Autistic Recognition - Face Blindness #2 [transcript]

Updated: May 16, 2023


Like many autistic people, I don't recognise faces well, but I can often identify people before they even enter the room...

This article is based on the script of the video of the same name uploaded in February 2022.

You can watch the video by clicking on any of the images in the body of text.



Hi. I’m Quinn and I’m autistic.

Welcome to Autistamatic.


Last week I talked about prosopagnosia or face blindness.

It’s not something that’s unique to autistic people but it is something that’s observed in a lot of autistic lives and like pretty much anything you could mention, our autistic experience is uniquely shaped by our differences to the neurotypical average. You only need look at the comments on last week’s video to see how common autistic face-blindness is, and how much it impacts on our lives.

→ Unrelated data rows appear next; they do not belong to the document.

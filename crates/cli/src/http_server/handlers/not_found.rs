use axum::extract::OriginalUri;
use axum::http::{Method, StatusCode};
use axum::response::{Html, IntoResponse, Response};

use crate::http_server::error::DashboardError;
use crate::http_server::API_PREFIX;

const MISSING_PAGE: &str = "<!DOCTYPE html>\
<html><head><title>EPIC</title></head>\
<body><h1>Page not found</h1><p><a href=\"/\">Back to projects</a></p></body></html>";

fn under_api(path: &str) -> bool {
    path.strip_prefix(API_PREFIX)
        .is_some_and(|rest| rest.is_empty() || rest.starts_with('/'))
}

/// Router fallback. Misses under `/api` get the JSON error body the
/// dashboard scripts already parse; anything else is a page.
pub async fn not_found_handler(method: Method, OriginalUri(uri): OriginalUri) -> Response {
    let path = uri.path();
    tracing::debug!(%method, path, "no route");

    if under_api(path) {
        return DashboardError::UnknownEndpoint(format!("{} {}", method, path)).into_response();
    }
    (StatusCode::NOT_FOUND, Html(MISSING_PAGE)).into_response()
}

#[cfg(test)]
mod tests {
    use super::*;

    #[test]
    fn test_under_api() {
        assert!(under_api("/api"));
        assert!(under_api("/api/s3/nope"));
        assert!(!under_api("/apis"));
        assert!(!under_api("/dashboard"));
    }
}
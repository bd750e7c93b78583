use std::path::{Path, PathBuf};

use clap::Args;
use common::api::user::{CreateUserOutcome, CreateUserRequest};
use common::prelude::{ApiError, NewUserConfig};

use crate::cli::op::ContextError;
use crate::cli::ops::pretty_json;

#[derive(Args, Clone)]
pub struct Create {
    pub username: String,
    pub email: String,
    pub password: String,

    /// Admin project to create the user in (defaults to the active project)
    #[arg(long)]
    pub project: Option<String>,

    /// Where to write `<username>.json` (defaults to the current directory)
    #[arg(long)]
    pub output_dir: Option<PathBuf>,
}

impl std::fmt::Debug for Create {
    fn fmt(&self, f: &mut std::fmt::Formatter<'_>) -> std::fmt::Result {
        f.debug_struct("Create")
            .field("username", &self.username)
            .field("email", &self.email)
            .field("project", &self.project)
            .field("output_dir", &self.output_dir)
            .finish_non_exhaustive()
    }
}

#[derive(Debug, thiserror::Error)]
pub enum UserCreateError {
    #[error(transparent)]
    Context(#[from] ContextError),
    #[error(transparent)]
    Api(#[from] ApiError),
    #[error("Error: {0}")]
    Invalid(String),
    #[error("Error: username '{0}' cannot be used as a file name.")]
    UnsafeUsername(String),
    #[error("User '{0}' may already exist.")]
    AlreadyExists(String),
    #[error("Error: could not write {path}: {source}")]
    Write {
        path: PathBuf,
        source: std::io::Error,
    },
    #[error("Error: could not encode user config: {0}")]
    Encode(#[from] serde_json::Error),
}

/// The hand-off file is `<username>.json` inside `--output-dir`; the name
/// must not reach outside it.
fn handoff_file_name(username: &str) -> Result<String, UserCreateError> {
    let plain = !username.is_empty()
        && !username.contains(|c: char| c == '/' || c == '\\')
        && !username.starts_with('.')
        && Path::new(username).file_name().and_then(|n| n.to_str()) == Some(username);
    if !plain {
        return Err(UserCreateError::UnsafeUsername(username.to_string()));
    }
    Ok(format!("{}.json", username))
}

#[async_trait::async_trait]
impl crate::cli::op::Op for Create {
    type Error = UserCreateError;
    type Output = String;

    async fn execute(&self, ctx: &crate::cli::op::OpContext) -> Result<Self::Output, Self::Error> {
        let file_name = handoff_file_name(&self.username)?;
        let (project, client) = ctx.connect(self.project.as_deref())?;

        tracing::info!(username = %self.username, project = %project.name, "creating user");
        let request = CreateUserRequest {
            username: self.username.clone(),
            password: self.password.clone(),
            email: self.email.clone(),
        };
        match client.call(&request).await? {
            CreateUserOutcome::Created => {}
            CreateUserOutcome::Invalid(message) => return Err(UserCreateError::Invalid(message)),
            CreateUserOutcome::AlreadyExists => {
                return Err(UserCreateError::AlreadyExists(self.username.clone()))
            }
        }

        let handoff = NewUserConfig::for_new_user(&project, &self.username, &self.password);
        let path = self
            .output_dir
            .clone()
            .unwrap_or_default()
            .join(file_name);
        std::fs::write(&path, pretty_json(&handoff)?).map_err(|source| UserCreateError::Write {
            path: path.clone(),
            source,
        })?;

        Ok(format!(
            "User '{}' created successfully.\n\
             Configuration file '{}' has been generated.\n\
             Use it to configure the EPIC CLI: epic config add {}",
            self.username,
            path.display(),
            path.display()
        ))
    }
}
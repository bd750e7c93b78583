//! Signed S3 requests for keys `object_store` cannot address.
//!
//! `object_store::path::Path` drops a trailing `/`, so a folder's own
//! placeholder object (`reports/`) would be read back as `reports`, a
//! different key. Those keys go through here instead.

use std::fmt;
use std::sync::Arc;

use object_store::aws::{AwsAuthorizer, AwsCredential};
use reqwest::{Client, Method, Request};
use url::Url;

use super::error::{Result, StorageError};
use crate::api::data::DataSession;

const SERVICE: &str = "s3";
const COPY_SOURCE: &str = "x-amz-copy-source";

#[derive(Clone)]
pub(crate) struct RawKeys {
    client: Client,
    credential: Arc<AwsCredential>,
    region: String,
    bucket: String,
    /// Path-style bucket URL, matching what `AmazonS3Builder` targets
    bucket_endpoint: Url,
}

impl fmt::Debug for RawKeys {
    fn fmt(&self, f: &mut fmt::Formatter<'_>) -> fmt::Result {
        f.debug_struct("RawKeys")
            .field("bucket_endpoint", &self.bucket_endpoint.as_str())
            .field("region", &self.region)
            .finish()
    }
}

fn backend(message: impl ToString) -> StorageError {
    StorageError::Backend {
        code: "S3",
        message: message.to_string(),
    }
}

impl RawKeys {
    pub(crate) fn new(
        session: &DataSession,
        region: &str,
        bucket: &str,
        endpoint: Option<&str>,
    ) -> Result<Self> {
        let bucket_endpoint = match endpoint {
            Some(endpoint) => format!("{}/{}", endpoint.trim_end_matches('/'), bucket),
            None => format!("https://s3.{}.amazonaws.com/{}", region, bucket),
        };
        let bucket_endpoint = Url::parse(&bucket_endpoint).map_err(backend)?;

        Ok(Self {
            client: Client::builder().build().map_err(backend)?,
            credential: Arc::new(AwsCredential {
                key_id: session.access_key_id.clone(),
                secret_key: session.secret_access_key.clone(),
                token: Some(session.session_token.clone()),
            }),
            region: region.to_string(),
            bucket: bucket.to_string(),
            bucket_endpoint,
        })
    }

    /// Object URL for `key`, keeping a trailing `/`.
    fn object_url(&self, key: &str) -> Result<Url> {
        let mut url = self.bucket_endpoint.clone();
        url.path_segments_mut()
            .map_err(|_| backend(format!("cannot address '{}'", key)))?
            .extend(key.split('/'));
        Ok(url)
    }

    /// `<bucket>/<encoded key>`, the form `x-amz-copy-source` expects.
    fn copy_source(&self, key: &str) -> Result<String> {
        let url = self.object_url(key)?;
        let encoded = url
            .path()
            .strip_prefix(self.bucket_endpoint.path())
            .unwrap_or(url.path());
        Ok(format!("{}{}", self.bucket, encoded))
    }

    async fn send(&self, mut request: Request) -> Result<()> {
        AwsAuthorizer::new(&self.credential, SERVICE, &self.region).authorize(&mut request, None);

        let method = request.method().clone();
        let url = request.url().clone();
        let response = self.client.execute(request).await.map_err(backend)?;
        let status = response.status();
        tracing::debug!(%method, %url, %status, "raw key request");

        if status.is_success() {
            return Ok(());
        }
        let body = response.text().await.unwrap_or_default();
        Err(backend(format!("{} {} returned {}: {}", method, url, status, body)))
    }

    pub(crate) async fn delete(&self, key: &str) -> Result<()> {
        let request = Request::new(Method::DELETE, self.object_url(key)?);
        self.send(request).await
    }

    pub(crate) async fn copy(&self, src: &str, dst: &str) -> Result<()> {
        let source = self.copy_source(src)?;
        let mut request = Request::new(Method::PUT, self.object_url(dst)?);
        request.headers_mut().insert(
            COPY_SOURCE,
            source
                .parse()
                .map_err(|_| StorageError::invalid_key(src, "not a valid header value"))?,
        );
        self.send(request).await
    }
}
use std::fmt;
use std::sync::Arc;
use std::time::Duration;

use async_trait::async_trait;
use moka::sync::Cache;
use uuid::Uuid;

use common::prelude::{
    ApiClient, ApiError, BucketStatsCache, ConfigError, ConfigStore, ProjectConfig, Storage,
    StorageError,
};

/// Distinct projects whose bucket stats are kept at once.
const STATS_CAPACITY: u64 = 64;
/// Logged-in browser sessions kept at once.
const SESSION_CAPACITY: u64 = 256;
/// A session outlives its identity token; API calls fail once that expires.
const SESSION_TTL: Duration = Duration::from_secs(12 * 60 * 60);

#[derive(Debug, thiserror::Error)]
pub enum StateError {
    #[error(transparent)]
    Config(#[from] ConfigError),
}

/// A project the browser has logged into.
#[derive(Clone)]
pub struct DashboardSession {
    pub project: ProjectConfig,
    pub token: String,
    pub username: String,
}

impl DashboardSession {
    pub fn new(project: ProjectConfig, token: String) -> Self {
        let username = project.username.clone();
        Self {
            project,
            token,
            username,
        }
    }

    pub fn project_name(&self) -> &str {
        &self.project.name
    }

    pub fn api_client(&self) -> Result<ApiClient, ApiError> {
        ApiClient::new(&self.project, Some(&self.token))
    }
}

impl fmt::Debug for DashboardSession {
    fn fmt(&self, f: &mut fmt::Formatter<'_>) -> fmt::Result {
        f.debug_struct("DashboardSession")
            .field("project", &self.project.name)
            .field("username", &self.username)
            .field("token", &"<redacted>")
            .finish()
    }
}

/// Where dashboard handlers get a bucket client for a session.
#[async_trait]
pub trait StorageProvider: Send + Sync + fmt::Debug {
    async fn storage(&self, session: &DashboardSession) -> Result<Storage, StorageError>;
}

/// Fetches fresh temporary credentials from the EPIC API on every call.
#[derive(Debug, Default, Clone, Copy)]
pub struct SessionStorage;

#[async_trait]
impl StorageProvider for SessionStorage {
    async fn storage(&self, session: &DashboardSession) -> Result<Storage, StorageError> {
        let client = session.api_client()?;
        Storage::for_session(&client, &session.project).await
    }
}

/// Session id to session, bounded in count and age.
#[derive(Clone)]
struct Sessions {
    inner: Cache<Uuid, DashboardSession>,
}

impl Sessions {
    fn new(max_capacity: u64, ttl: Duration) -> Self {
        Self {
            inner: Cache::builder()
                .max_capacity(max_capacity)
                .time_to_live(ttl)
                .build(),
        }
    }
}

impl fmt::Debug for Sessions {
    fn fmt(&self, f: &mut fmt::Formatter<'_>) -> fmt::Result {
        f.debug_struct("Sessions")
            .field("entries", &self.inner.entry_count())
            .finish()
    }
}

#[derive(Debug)]
struct Inner {
    config: ConfigStore,
    sessions: Sessions,
    stats: BucketStatsCache,
    storage: Arc<dyn StorageProvider>,
}

/// Cheap to clone; every clone shares the same sessions and cache.
#[derive(Debug, Clone)]
pub struct UiState {
    inner: Arc<Inner>,
}

impl UiState {
    pub fn new(config: ConfigStore, stats_ttl: Duration) -> Self {
        Self::with_storage(config, stats_ttl, Arc::new(SessionStorage))
    }

    pub fn with_storage(
        config: ConfigStore,
        stats_ttl: Duration,
        storage: Arc<dyn StorageProvider>,
    ) -> Self {
        Self {
            inner: Arc::new(Inner {
                config,
                sessions: Sessions::new(SESSION_CAPACITY, SESSION_TTL),
                stats: BucketStatsCache::new(STATS_CAPACITY, stats_ttl),
                storage,
            }),
        }
    }

    /// Open the config store at `config_path` (or ~/.epic).
    pub fn from_config(config: &crate::DashboardConfig) -> Result<Self, StateError> {
        let store = ConfigStore::open(config.config_path.clone())?;
        Ok(Self::new(store, config.stats_ttl))
    }

    pub fn config(&self) -> &ConfigStore {
        &self.inner.config
    }

    pub fn stats(&self) -> &BucketStatsCache {
        &self.inner.stats
    }

    /// Configured project names, sorted.
    pub fn project_names(&self) -> Result<Vec<String>, ConfigError> {
        Ok(self.inner.config.load()?.into_keys().collect())
    }

    pub fn login(&self, session: DashboardSession) -> Uuid {
        let id = Uuid::new_v4();
        self.inner.sessions.inner.insert(id, session);
        id
    }

    /// `None` once the session is logged out, expired or evicted.
    pub fn session(&self, id: &Uuid) -> Option<DashboardSession> {
        self.inner.sessions.inner.get(id)
    }

    pub fn logout(&self, id: &Uuid) -> Option<DashboardSession> {
        self.inner.sessions.inner.remove(id)
    }

    pub async fn storage(&self, session: &DashboardSession) -> Result<Storage, StorageError> {
        self.inner.storage.storage(session).await
    }
}

#[cfg(test)]
pub(crate) mod tests {
    use std::collections::BTreeMap;

    use tempfile::TempDir;

    use super::*;

    /// Hands every session the same bucket.
    #[derive(Debug, Clone)]
    pub struct FixedStorage(pub Storage);

    #[async_trait]
    impl StorageProvider for FixedStorage {
        async fn storage(&self, _session: &DashboardSession) -> Result<Storage, StorageError> {
            Ok(self.0.clone())
        }
    }

    pub fn project(name: &str, api_url: &str) -> ProjectConfig {
        ProjectConfig {
            name: name.to_string(),
            api_base_url: api_url.to_string(),
            identity_pool_client_id: "client-id".to_string(),
            identity_pool_id: None,
            storage_bucket_name: Some("demo-data".to_string()),
            job_queue_name: None,
            region: "eu-west-2".to_string(),
            username: "alice".to_string(),
            password: Some("hunter2".to_string()),
            identity_endpoint: None,
            extra: BTreeMap::new(),
        }
    }

    #[test]
    fn test_sessions_are_isolated() {
        let dir = TempDir::new().unwrap();
        let state = UiState::new(ConfigStore::at(dir.path().join("config")), Duration::from_secs(60));

        let a = state.login(DashboardSession::new(project("a", "http://a"), "ta".into()));
        let b = state.login(DashboardSession::new(project("b", "http://b"), "tb".into()));

        assert_eq!(state.session(&a).unwrap().project_name(), "a");
        assert_eq!(state.session(&b).unwrap().token, "tb");

        state.logout(&a);
        assert!(state.session(&a).is_none());
        assert!(state.session(&b).is_some());
    }

    #[test]
    fn test_sessions_are_bounded() {
        let sessions = Sessions::new(4, Duration::from_secs(60));
        for i in 0..32 {
            let session = DashboardSession::new(project("a", "http://a"), format!("t{}", i));
            sessions.inner.insert(Uuid::new_v4(), session);
        }
        sessions.inner.run_pending_tasks();
        assert!(sessions.inner.entry_count() <= 4);
    }

    #[test]
    fn test_sessions_expire() {
        let sessions = Sessions::new(4, Duration::from_millis(50));
        let id = Uuid::new_v4();
        sessions
            .inner
            .insert(id, DashboardSession::new(project("a", "http://a"), "ta".into()));
        assert!(sessions.inner.get(&id).is_some());

        std::thread::sleep(Duration::from_millis(120));
        assert!(sessions.inner.get(&id).is_none());
    }

    #[test]
    fn test_session_debug_hides_token() {
        let session = DashboardSession::new(project("a", "http://a"), "secret-token".into());
        let rendered = format!("{:?}", session);
        assert!(!rendered.contains("secret-token"));
        assert!(rendered.contains("alice"));
    }

    #[test]
    fn test_project_names() {
        let dir = TempDir::new().unwrap();
        let store = ConfigStore::at(dir.path().join("config"));
        store.upsert(project("zeta", "http://z")).unwrap();
        store.upsert(project("alpha", "http://a")).unwrap();

        let state = UiState::new(store, Duration::from_secs(60));
        assert_eq!(state.project_names().unwrap(), vec!["alpha", "zeta"]);
    }
}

I’m terrible at recognising faces unless I know someone REALLY well and even then my visual recognition can come a cropper all too often. On the other hand I’ve many a time found myself on the wrong end of someone’s wrath for recognising them when they didn’t want to be spotted or for knowing who’s about to come into a room or who’s in the room next door. I’m not alone in that and I’d like to talk about the ways I and many other autists DO recognise people when our skills with faces just don’t cut it.


On a chilly February night in 1981 an excited 10 year old sat waiting for the next episode of The Hitchhikers Guide to the Galaxy. I was a huge fan after listening to the LPs condensed from the original radio series over and again on my cassette player and reading the wonderful book adaptations. It’s still one of my all time favourite pieces of fiction.


It was episode 5, set in The Restaurant at the End of The Universe – a unique dining experience that sealed it’s patrons in a stasis bubble that insulated them from time so they could witness the ultimate, final destruction of the universe as they ate their gourmet meals. We were introduced to the dish of the day, a one off character played by an actor wearing heavy latex prosthetics and make up to look something like a man sized pig with horns.


Seconds after he’d spoken a few words I looked at my mum and said

“It’s Tristan”.


She frowned at me quizzically.

“What do you mean?”


“It’s Tristan” I continued, “from All Creatures Great and Small”


“Where – I can’t see him!”


“Behind Arthur – the Dish of the Day – the pig thing. It’s Tristan from All Creatures Great and Small!”


My mother gave me one of her looks.


It was a look that spoke volumes.

It said “I’m not going to engage with this nonsense”.


It told me she didn’t believe me but that she didn’t want to face the consequences of saying so. It was a look I was very accustomed to.

6 weeks later the actor who played Tristan in All Creatures Great and Small, Peter Davison, was all over the papers after his brief appearance in the final moments of the Doctor Who story “Logopolis”. He was to be the next Doctor Who, replacing fan favourite Tom Baker who had played the role for the last 7 years and was MY Doctor. Doctor Who Monthly ran a profile on Davison with a photo from The Hitchhikers’ Guide showing him in full Dish of The Day get-up.


I ran to my mum to show her but she wasn’t interested. She didn’t even remember doubting me and after listening to me tell the story told me that if it actually HAD happened, then I must have known it was Davison beforehand.


I hadn’t though.


I had no idea before the show was broadcast that he would even be in it.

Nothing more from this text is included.